Linedan watched Ghaar as he went through his rounds – ~12pm till 4pm.


“Uh…y-ya be needin’ anytin’ else, mistah orc?”, the older troll lady asked Ghaar as he placed a rack of vials down on the stone table in front of her. When Ghaar shook his head, she picked up the rack and placed it in a leather bag, nearly dropping it as she kept looking over Ghaar’s shoulder, behind him.

There, a pace behind Ghaar, stood Linedan, in his full armor (including helmet), massive shield on his back and sword dangling from his left hip. The big Tauren towered over the orc, head constantly turning as he looked around the shop. It was plain that the troll wasn’t quite sure what to make of Linedan.

Gharr accepted the vials, smiling and leaving coin on the table, and walked out, his huge clanking shadow following a measured pace behind. Once outside, he sighed, turned his head to speak over his shoulder to Linedan, and said, “I think you scared her, Lin.”

The Tauren never broke stride and never stopped his lookout as he responded. “I am sorry for that, Ghaar, but protecting you is my most important task right now.” That statement given, Linedan said no more.

Ghaar sighed again. He had asked for Noxilite to stand watch on him, true…but following a pace behind, scaring off those he wished to do business with, wasn’t exactly what he wanted.

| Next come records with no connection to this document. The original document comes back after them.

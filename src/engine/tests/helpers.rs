use std::path::Path;
use std::time::{Duration, Instant};

use tracing_subscriber::EnvFilter;

use crate::config::{EngineConfig, SyncMode};
use crate::engine::Engine;

pub fn init_tracing() {
    let _ = tracing_subscriber::fmt()
        .with_env_filter(EnvFilter::from_default_env())
        .try_init();
}

/// Small thresholds so a handful of writes exercises rotation, flushing,
/// and compaction. Per-append fsync keeps durability deterministic.
pub fn small_config() -> EngineConfig {
    EngineConfig {
        memtable_max_bytes: 512,
        max_immutable_memtables: 2,
        wal_sync_mode: SyncMode::Sync,
        wal_max_segment_bytes: 8 * 1024,
        compaction_trigger_count: 4,
        sst_index_interval: 4,
        ..EngineConfig::default()
    }
}

pub fn open(path: &Path, config: EngineConfig) -> Engine {
    init_tracing();
    Engine::open(path, config).expect("engine open")
}

/// Polls `cond` until it holds or `timeout` expires.
pub fn wait_until(timeout: Duration, mut cond: impl FnMut() -> bool) -> bool {
    let deadline = Instant::now() + timeout;
    loop {
        if cond() {
            return true;
        }
        if Instant::now() >= deadline {
            return false;
        }
        std::thread::sleep(Duration::from_millis(10));
    }
}

/// Writes with the documented backpressure contract: retry until a flush
/// slot frees up.
pub fn put_retrying(engine: &Engine, key: &[u8], value: &[u8]) {
    loop {
        match engine.put(key, value) {
            Ok(()) => return,
            Err(crate::engine::EngineError::Backpressure) => {
                std::thread::sleep(Duration::from_millis(5));
            }
            Err(other) => panic!("put failed: {other}"),
        }
    }
}

/// Blocks until the flush queue is empty.
pub fn wait_for_flushes(engine: &Engine) {
    assert!(
        wait_until(Duration::from_secs(10), || {
            engine.stats().unwrap().pending_flushes == 0
        }),
        "flush queue did not drain"
    );
}
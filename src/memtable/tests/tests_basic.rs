use crate::engine::utils::Record;
use crate::memtable::{MemTable, MemTableGet};

#[test]
fn put_then_get() {
    let table = MemTable::new(1024);
    table.put(b"k1".to_vec(), b"v1".to_vec(), 1);
    assert_eq!(table.get(b"k1"), MemTableGet::Present(b"v1".to_vec()));
    assert_eq!(table.get(b"k2"), MemTableGet::Absent);
}

#[test]
fn overwrite_keeps_latest_value() {
    let table = MemTable::new(1024);
    table.put(b"k".to_vec(), b"old".to_vec(), 1);
    table.put(b"k".to_vec(), b"new".to_vec(), 2);
    assert_eq!(table.get(b"k"), MemTableGet::Present(b"new".to_vec()));
    assert_eq!(table.len(), 1);
    assert_eq!(table.highest_seq(), 2);
}

#[test]
fn delete_shadows_put() {
    let table = MemTable::new(1024);
    table.put(b"k".to_vec(), b"v".to_vec(), 1);
    table.delete(b"k".to_vec(), 2);
    assert_eq!(table.get(b"k"), MemTableGet::Tombstone);

    // Deleted keys stay in the map as tombstones.
    assert_eq!(table.len(), 1);
}

#[test]
fn delete_of_unknown_key_records_a_tombstone() {
    let table = MemTable::new(1024);
    table.delete(b"ghost".to_vec(), 1);
    assert_eq!(table.get(b"ghost"), MemTableGet::Tombstone);
}

#[test]
fn empty_value_is_present_not_tombstone() {
    let table = MemTable::new(1024);
    table.put(b"k".to_vec(), Vec::new(), 1);
    assert_eq!(table.get(b"k"), MemTableGet::Present(Vec::new()));
}

#[test]
fn iter_sorted_yields_byte_order_with_length_tiebreak() {
    let table = MemTable::new(1024);
    table.put(b"abc".to_vec(), b"3".to_vec(), 1);
    table.put(b"ab".to_vec(), b"2".to_vec(), 2);
    table.delete(b"b".to_vec(), 3);
    table.put(b"a".to_vec(), b"1".to_vec(), 4);

    let keys: Vec<Vec<u8>> = table.iter_sorted().map(|r| r.key().to_vec()).collect();
    assert_eq!(
        keys,
        vec![b"a".to_vec(), b"ab".to_vec(), b"abc".to_vec(), b"b".to_vec()]
    );
}

#[test]
fn iter_sorted_carries_tombstones_and_seqs() {
    let table = MemTable::new(1024);
    table.put(b"keep".to_vec(), b"v".to_vec(), 5);
    table.delete(b"gone".to_vec(), 6);

    let records: Vec<Record> = table.iter_sorted().collect();
    assert_eq!(records.len(), 2);
    assert_eq!(
        records[0],
        Record::Delete {
            key: b"gone".to_vec(),
            seq: 6
        }
    );
    assert_eq!(
        records[1],
        Record::Put {
            key: b"keep".to_vec(),
            value: b"v".to_vec(),
            seq: 5
        }
    );
}

#[test]
fn apply_replays_wal_records() {
    let table = MemTable::new(1024);
    table.apply(Record::Put {
        key: b"a".to_vec(),
        value: b"1".to_vec(),
        seq: 10,
    });
    table.apply(Record::Delete {
        key: b"a".to_vec(),
        seq: 11,
    });

    assert_eq!(table.get(b"a"), MemTableGet::Tombstone);
    assert_eq!(table.highest_seq(), 11);
}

Meanwhile, Linedan followed along. As they passed Droffers and Son Salvage, movement in the shadows to his right caught his attention, and he slowed down…

Orkal had never had much luck in his life. That’s why he was a thug on the streets of Orgrimmar, prowling the Drag, hiding from the Grunts, constantly on the lookout for an unprotected coinpurse or a drunk to be rolled. But when he saw the richly-clad Lyrissala Duskshadow, blood elf merchant of Silvermoon, walking unescorted through the Drag with no one else around, he figured that maybe his luck had changed.

It was all so simple. Duck into a dark spot, wait for the little blonde slickear to walk by, then strike with the leaded sap, catch her–she weighed nothing, at least for someone used to waylaying dead-drunk orcs–and drag her into the shadows to be relieved of her gold and jewels. So easy.

So it was perhaps just more of Orkal’s luck that as he began quickly stripping the finery and jewelry from her–he briefly admired her lying there, then decided she was too skinny, and she wasn’t really his type anyway–he heard a clanking behind him. Oh great, a grunt., he thought. Not this time. If I move fast enough, I can still grab this stuff and get out…

He came up from his crouch with a wicked-looking curved dagger drawn, and with a snarl, plunged it into the belly of whoever was behind him. Or he would’ve, had their belly not been covered in a thick saronite/titansteel alloy, layered with a black-and-silver tabard. The dagger deflected off with a skreeee of metal on metal, doing no damage to anything but the tabard.

Orkal regained his balance. He looked up. And up. And up.

The last thing he ever saw was a huge shape, indistinct behind what looked like a giant wall of steel crowned with a glowing skull the size of his chest. Then the skull was rushing toward him. There was the echoing sound of splintering bone…and then nothing. Forever.

Linedan looked on as the orc thief sagged against the wall of the Drag from where he’d impacted after the shield spun him around, his crushed face leaving a bloody smear down the rock. At his feet, the elf, robe ripped, stirred, looking around. Linedan picked up her coinpurse on the tip of his sword, and dropped it on top of her form. “Go,” he said, sheathing the weapon, replacing the shield on his back, and walking away, back toward Ghaar…

Ghaar. “Damn it!”, he exclaimed, looking frantically up and down the Drag. There was no sign of Ghaar anywhere. He walked out into the street, muttering curses in Taurahe. He couldn’t have gone far, could he?

Something caught his eye down near his hooves. He bent down and picked it up…it was a single piece of parchment, with writing, but it was too dark for him to see what it said.

“Oh, there you are.” Linedan started and whirled around to see Ghaar emerging from Droffers and Son, dropping a few coins into the small bag at his belt as he walked. “Thanks for waiting outside, I had to work a deal on something…what’s that you’ve got there?”

Wordlessly, Linedan handed the parchment to Ghaar. “I do not know, Ghaar. Do you?”